[Stored items]
══════════
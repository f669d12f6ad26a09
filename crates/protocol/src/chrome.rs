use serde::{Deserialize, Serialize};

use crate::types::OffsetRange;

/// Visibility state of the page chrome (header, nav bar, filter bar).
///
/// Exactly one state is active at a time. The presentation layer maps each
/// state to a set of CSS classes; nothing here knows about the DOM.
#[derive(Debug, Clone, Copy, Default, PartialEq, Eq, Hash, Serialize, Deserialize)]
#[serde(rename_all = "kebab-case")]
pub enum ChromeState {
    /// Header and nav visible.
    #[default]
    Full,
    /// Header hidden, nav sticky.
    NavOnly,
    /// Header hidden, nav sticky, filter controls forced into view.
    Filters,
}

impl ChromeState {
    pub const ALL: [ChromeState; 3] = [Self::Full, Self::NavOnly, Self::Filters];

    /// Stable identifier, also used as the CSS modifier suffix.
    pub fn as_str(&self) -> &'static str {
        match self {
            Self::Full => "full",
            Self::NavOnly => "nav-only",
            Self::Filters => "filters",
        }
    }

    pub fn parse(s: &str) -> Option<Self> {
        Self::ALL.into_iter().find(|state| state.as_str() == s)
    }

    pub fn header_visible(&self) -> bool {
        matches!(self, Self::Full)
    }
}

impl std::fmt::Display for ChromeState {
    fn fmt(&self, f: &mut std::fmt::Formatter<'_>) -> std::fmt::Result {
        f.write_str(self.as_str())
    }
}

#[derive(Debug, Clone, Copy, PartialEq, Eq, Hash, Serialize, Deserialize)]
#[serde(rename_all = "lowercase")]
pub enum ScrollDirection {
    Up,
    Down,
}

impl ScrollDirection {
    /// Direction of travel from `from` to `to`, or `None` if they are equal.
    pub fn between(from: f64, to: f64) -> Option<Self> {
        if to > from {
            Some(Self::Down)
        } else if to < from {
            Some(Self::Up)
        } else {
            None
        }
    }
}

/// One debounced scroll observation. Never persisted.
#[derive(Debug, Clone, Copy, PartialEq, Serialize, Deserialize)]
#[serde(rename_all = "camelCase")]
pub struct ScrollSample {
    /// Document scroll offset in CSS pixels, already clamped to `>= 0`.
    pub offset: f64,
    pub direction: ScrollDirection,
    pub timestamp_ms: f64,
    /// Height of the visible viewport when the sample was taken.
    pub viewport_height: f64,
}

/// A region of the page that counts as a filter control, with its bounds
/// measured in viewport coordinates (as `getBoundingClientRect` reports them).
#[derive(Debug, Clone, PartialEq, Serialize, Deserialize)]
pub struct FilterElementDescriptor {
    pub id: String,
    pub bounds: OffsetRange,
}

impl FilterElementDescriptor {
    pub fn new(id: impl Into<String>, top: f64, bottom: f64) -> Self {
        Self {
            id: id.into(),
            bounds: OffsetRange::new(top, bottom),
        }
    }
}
══════════
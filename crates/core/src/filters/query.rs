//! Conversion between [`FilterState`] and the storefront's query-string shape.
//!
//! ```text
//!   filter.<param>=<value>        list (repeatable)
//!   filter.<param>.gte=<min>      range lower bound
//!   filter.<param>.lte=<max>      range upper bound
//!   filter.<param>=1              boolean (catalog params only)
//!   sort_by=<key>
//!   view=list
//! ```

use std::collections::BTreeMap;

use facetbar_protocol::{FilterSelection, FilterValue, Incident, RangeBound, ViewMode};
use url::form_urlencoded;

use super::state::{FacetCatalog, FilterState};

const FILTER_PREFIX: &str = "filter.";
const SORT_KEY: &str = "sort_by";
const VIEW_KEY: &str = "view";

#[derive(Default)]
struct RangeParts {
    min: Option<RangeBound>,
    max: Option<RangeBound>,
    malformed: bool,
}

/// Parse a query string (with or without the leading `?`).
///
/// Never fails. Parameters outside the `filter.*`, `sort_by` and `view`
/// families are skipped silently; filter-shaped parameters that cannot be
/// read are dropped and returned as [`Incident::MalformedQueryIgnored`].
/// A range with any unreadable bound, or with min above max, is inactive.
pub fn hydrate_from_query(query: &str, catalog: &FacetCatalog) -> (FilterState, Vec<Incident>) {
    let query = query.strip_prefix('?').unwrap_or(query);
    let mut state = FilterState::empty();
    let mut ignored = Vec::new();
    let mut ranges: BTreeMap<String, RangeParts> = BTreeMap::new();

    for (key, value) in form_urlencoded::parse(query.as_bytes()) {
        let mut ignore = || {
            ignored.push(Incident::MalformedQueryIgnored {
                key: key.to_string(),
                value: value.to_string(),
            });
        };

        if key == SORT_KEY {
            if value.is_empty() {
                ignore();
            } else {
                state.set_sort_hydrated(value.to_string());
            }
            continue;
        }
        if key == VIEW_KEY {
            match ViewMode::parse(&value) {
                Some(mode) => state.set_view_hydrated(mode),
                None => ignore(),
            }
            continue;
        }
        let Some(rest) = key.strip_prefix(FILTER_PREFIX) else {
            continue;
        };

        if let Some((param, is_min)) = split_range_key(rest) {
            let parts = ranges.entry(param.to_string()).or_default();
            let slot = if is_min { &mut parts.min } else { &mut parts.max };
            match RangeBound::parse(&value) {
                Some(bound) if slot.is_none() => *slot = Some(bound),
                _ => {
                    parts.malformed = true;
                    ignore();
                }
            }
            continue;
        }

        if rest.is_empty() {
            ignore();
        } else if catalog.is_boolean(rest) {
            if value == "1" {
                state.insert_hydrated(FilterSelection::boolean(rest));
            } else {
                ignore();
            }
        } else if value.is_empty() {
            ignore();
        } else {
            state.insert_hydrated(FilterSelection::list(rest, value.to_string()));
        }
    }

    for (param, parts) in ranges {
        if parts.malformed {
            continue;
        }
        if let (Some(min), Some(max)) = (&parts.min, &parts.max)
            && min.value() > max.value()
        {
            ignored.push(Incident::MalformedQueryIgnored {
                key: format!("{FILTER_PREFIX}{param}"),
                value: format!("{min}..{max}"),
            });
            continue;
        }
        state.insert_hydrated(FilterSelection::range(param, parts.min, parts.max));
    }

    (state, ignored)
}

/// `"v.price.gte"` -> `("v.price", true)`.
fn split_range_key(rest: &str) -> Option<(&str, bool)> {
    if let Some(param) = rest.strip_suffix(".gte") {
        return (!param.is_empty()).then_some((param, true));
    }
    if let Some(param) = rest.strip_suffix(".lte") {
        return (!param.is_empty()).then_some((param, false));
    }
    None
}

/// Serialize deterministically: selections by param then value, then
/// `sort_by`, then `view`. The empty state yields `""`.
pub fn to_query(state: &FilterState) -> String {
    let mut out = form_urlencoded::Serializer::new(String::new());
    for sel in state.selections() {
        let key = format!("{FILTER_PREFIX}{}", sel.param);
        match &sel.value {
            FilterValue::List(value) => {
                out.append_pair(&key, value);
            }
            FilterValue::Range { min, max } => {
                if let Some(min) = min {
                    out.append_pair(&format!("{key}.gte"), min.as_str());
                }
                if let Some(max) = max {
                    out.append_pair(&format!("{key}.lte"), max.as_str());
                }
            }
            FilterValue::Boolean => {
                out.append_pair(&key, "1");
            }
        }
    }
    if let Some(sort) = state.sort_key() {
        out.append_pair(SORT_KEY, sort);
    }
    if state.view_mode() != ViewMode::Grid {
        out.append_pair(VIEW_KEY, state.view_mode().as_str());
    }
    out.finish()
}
══════════
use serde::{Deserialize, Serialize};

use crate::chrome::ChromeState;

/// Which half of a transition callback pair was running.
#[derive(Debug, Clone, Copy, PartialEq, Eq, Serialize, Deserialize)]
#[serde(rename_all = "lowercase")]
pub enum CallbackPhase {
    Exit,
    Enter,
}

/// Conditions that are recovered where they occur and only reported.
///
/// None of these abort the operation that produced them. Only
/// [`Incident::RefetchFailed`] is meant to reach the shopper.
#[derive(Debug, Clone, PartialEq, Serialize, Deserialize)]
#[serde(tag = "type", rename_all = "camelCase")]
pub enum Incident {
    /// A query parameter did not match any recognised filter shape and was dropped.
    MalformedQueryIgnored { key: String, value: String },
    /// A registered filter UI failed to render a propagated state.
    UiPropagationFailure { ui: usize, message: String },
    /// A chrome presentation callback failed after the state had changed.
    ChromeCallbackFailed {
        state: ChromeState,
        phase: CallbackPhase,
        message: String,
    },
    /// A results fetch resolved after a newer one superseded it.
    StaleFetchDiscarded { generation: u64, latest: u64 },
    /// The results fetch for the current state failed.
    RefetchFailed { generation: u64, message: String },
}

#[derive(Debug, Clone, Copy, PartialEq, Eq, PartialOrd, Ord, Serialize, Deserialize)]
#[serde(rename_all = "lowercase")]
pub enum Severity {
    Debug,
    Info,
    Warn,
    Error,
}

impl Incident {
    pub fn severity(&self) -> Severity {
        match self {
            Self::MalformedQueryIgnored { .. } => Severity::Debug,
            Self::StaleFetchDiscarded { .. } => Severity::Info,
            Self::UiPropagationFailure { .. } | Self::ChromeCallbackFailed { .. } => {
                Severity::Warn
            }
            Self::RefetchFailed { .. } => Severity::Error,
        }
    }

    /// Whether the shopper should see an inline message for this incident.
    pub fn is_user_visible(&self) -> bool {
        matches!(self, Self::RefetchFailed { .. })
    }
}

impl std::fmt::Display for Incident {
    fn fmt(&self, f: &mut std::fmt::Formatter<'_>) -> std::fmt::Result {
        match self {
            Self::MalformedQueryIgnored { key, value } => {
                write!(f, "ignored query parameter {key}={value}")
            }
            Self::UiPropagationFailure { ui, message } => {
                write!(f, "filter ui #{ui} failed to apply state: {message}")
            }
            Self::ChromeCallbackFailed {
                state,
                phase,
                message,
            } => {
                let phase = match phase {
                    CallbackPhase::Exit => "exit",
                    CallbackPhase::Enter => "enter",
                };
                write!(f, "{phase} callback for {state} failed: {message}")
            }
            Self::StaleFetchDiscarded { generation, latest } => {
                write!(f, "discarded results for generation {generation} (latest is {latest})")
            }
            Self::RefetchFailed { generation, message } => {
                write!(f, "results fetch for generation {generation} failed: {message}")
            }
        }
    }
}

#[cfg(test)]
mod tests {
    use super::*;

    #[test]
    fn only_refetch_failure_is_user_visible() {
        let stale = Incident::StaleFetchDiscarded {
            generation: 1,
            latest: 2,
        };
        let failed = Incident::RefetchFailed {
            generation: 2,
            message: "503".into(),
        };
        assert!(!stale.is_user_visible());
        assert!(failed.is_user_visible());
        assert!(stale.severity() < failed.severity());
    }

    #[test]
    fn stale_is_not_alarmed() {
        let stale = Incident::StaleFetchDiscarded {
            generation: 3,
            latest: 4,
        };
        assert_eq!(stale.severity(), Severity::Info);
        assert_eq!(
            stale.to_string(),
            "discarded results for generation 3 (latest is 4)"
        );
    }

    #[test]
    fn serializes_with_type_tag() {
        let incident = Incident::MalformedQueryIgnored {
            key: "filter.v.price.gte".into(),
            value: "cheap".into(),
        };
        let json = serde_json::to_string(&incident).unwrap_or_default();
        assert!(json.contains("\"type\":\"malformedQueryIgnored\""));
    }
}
══════════
Scan the entries for lines holding the string "FacetCatalog", then copy every one of them.

■ Solution for this task ■
use super::state::{FacetCatalog, FilterState};
pub fn hydrate_from_query(query: &str, catalog: &FacetCatalog) -> (FilterState, Vec<Incident>) {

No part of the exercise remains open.